GEOPHYSICAL MONOGRAPH SERIES, VOL. 144, PP. 305-323, 2004
Sedimented ridges as a laboratory for exploring the subsurface biosphere
Sediment-buried seafloor spreading centers offer one of the best environments for quantifying the extent and composition of
the subsurface biosphere, particularly chemosynthetic and thermophilic organisms. Critical parameters that control microbial
viability, including temperature, pore fluid composition and fluid advection rates, are routinely measured in sediments, but
these same measurements are difficult or impossible to make in normal oceanic crust. Depth zonation of different metabolic
pathways for organic carbon diagenesis based on availability of electron acceptors has been extensively investigated in the
marine environment and is a fundamental aspect of the subsurface biosphere at sedimented ridges. Additional energy sources
for microbial metabolism, including hydrothermal gases and thermogenic hydrocarbons are present at sedimented ridges.
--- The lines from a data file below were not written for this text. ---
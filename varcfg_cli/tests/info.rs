mod common;

use clap::CommandFactory;
use clap::Parser;
use varcfg_cli::Commands;
use varcfg_cli::FormatArg;
use varcfg_cli::VarcfgCli;
use varcfg_core::AnyEmptyResult;
use varcfg_core::ExportFormat;

#[test]
fn cli_definition_is_valid() {
	VarcfgCli::command().debug_assert();
}

#[test]
fn parses_repeated_formats() -> AnyEmptyResult {
	let cli = VarcfgCli::try_parse_from([
		"varcfg", "export", "-f", "yaml", "--format", "header", "--variant", "board_a",
	])?;

	let Some(Commands::Export { formats, .. }) = &cli.command else {
		return Err("expected the export command".into());
	};
	assert_eq!(formats, &[FormatArg::Yaml, FormatArg::Header]);

	let options = cli.context_options(None, formats);
	assert_eq!(options.formats, vec![ExportFormat::Yaml, ExportFormat::Header]);
	assert_eq!(options.variant.as_deref(), Some("board_a"));

	Ok(())
}

#[test]
fn stdout_conflicts_with_out() {
	let result = VarcfgCli::try_parse_from(["varcfg", "export", "--stdout", "--out", "dist"]);
	assert!(result.is_err());
}

#[test]
fn info_summarizes_project() -> AnyEmptyResult {
	let tmp = tempfile::tempdir()?;
	common::write_project(tmp.path())?;

	let mut cmd = common::varcfg_cmd();
	cmd.arg("info")
		.arg("--path")
		.arg(tmp.path())
		.assert()
		.success()
		.stdout(predicates::str::contains("varcfg info"))
		.stdout(predicates::str::is_match(r"Resolved config\s+varcfg\.toml")?)
		.stdout(predicates::str::is_match(r"Variant\s+board_a")?)
		.stdout(predicates::str::is_match(r"Fields\s+3")?)
		.stdout(predicates::str::is_match(r"UART_BAUD\s+number = 115200")?)
		.stdout(predicates::str::is_match(r"Unknown keys\s+none")?)
		.stdout(predicates::str::is_match(r"Skipped keys\s+0")?);

	Ok(())
}

#[test]
fn info_lists_skipped_keys_and_dropped_descriptors() -> AnyEmptyResult {
	let tmp = tempfile::tempdir()?;
	common::write_project(tmp.path())?;
	std::fs::write(
		tmp.path().join("schema.json"),
		r#"{
	"UART_BAUD": { "type": "number", "default": 115200 },
	"BROKEN": { "type": "float" }
}"#,
	)?;
	std::fs::write(tmp.path().join("values.yaml"), "UART_BAUD: 9600\nEXTRA: 1\n")?;

	let mut cmd = common::varcfg_cmd();
	cmd.arg("info")
		.arg("--path")
		.arg(tmp.path())
		.assert()
		.success()
		.stdout(predicates::str::is_match(r"Unknown keys\s+EXTRA")?)
		.stdout(predicates::str::is_match(
			r"EXTRA\s+not described by the schema \(override\)",
		)?)
		.stdout(predicates::str::is_match(r"Dropped descriptors\s+1")?)
		.stderr(predicates::str::contains("dropped descriptor `BROKEN`"));

	Ok(())
}

#[test]
fn info_keeps_fields_with_mismatched_defaults() -> AnyEmptyResult {
	let tmp = tempfile::tempdir()?;
	common::write_project(tmp.path())?;
	std::fs::write(
		tmp.path().join("schema.json"),
		r#"{ "MASK": { "type": "number", "default": "0x10" } }"#,
	)?;
	std::fs::write(tmp.path().join("values.yaml"), "")?;

	let mut cmd = common::varcfg_cmd();
	cmd.arg("info")
		.arg("--path")
		.arg(tmp.path())
		.assert()
		.success()
		.stdout(predicates::str::is_match(r"Fields\s+1")?)
		.stdout(predicates::str::is_match(r"Dropped descriptors\s+0")?)
		.stdout(predicates::str::is_match(r"Lenient defaults\s+1")?)
		.stderr(predicates::str::contains("lenient default for `MASK`"));

	let output = common::varcfg_cmd()
		.arg("export")
		.arg("--path")
		.arg(tmp.path())
		.arg("--format")
		.arg("header")
		.arg("--stdout")
		.output()?;
	assert!(output.status.success());
	assert!(String::from_utf8(output.stdout)?.contains("#ifndef MASK\n#define MASK 0x10\n#endif\n"));

	Ok(())
}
Stable
isotopes provide a useful tool for distinguishing sources of electron donors and acceptors in this environment, but repeated
cycling of compounds across redox boundaries due to burial and diffusion complicates the interpretation of isotope fractionation.
Studies of the microbial ecology of sedimented ridges conducted to date demonstrate that interdisciplinary approaches that
combine microbiology with geophysical and geochemical characterization of the subsurface environment are critical for understanding
the controls on the extent and composition of the subsurface biosphere.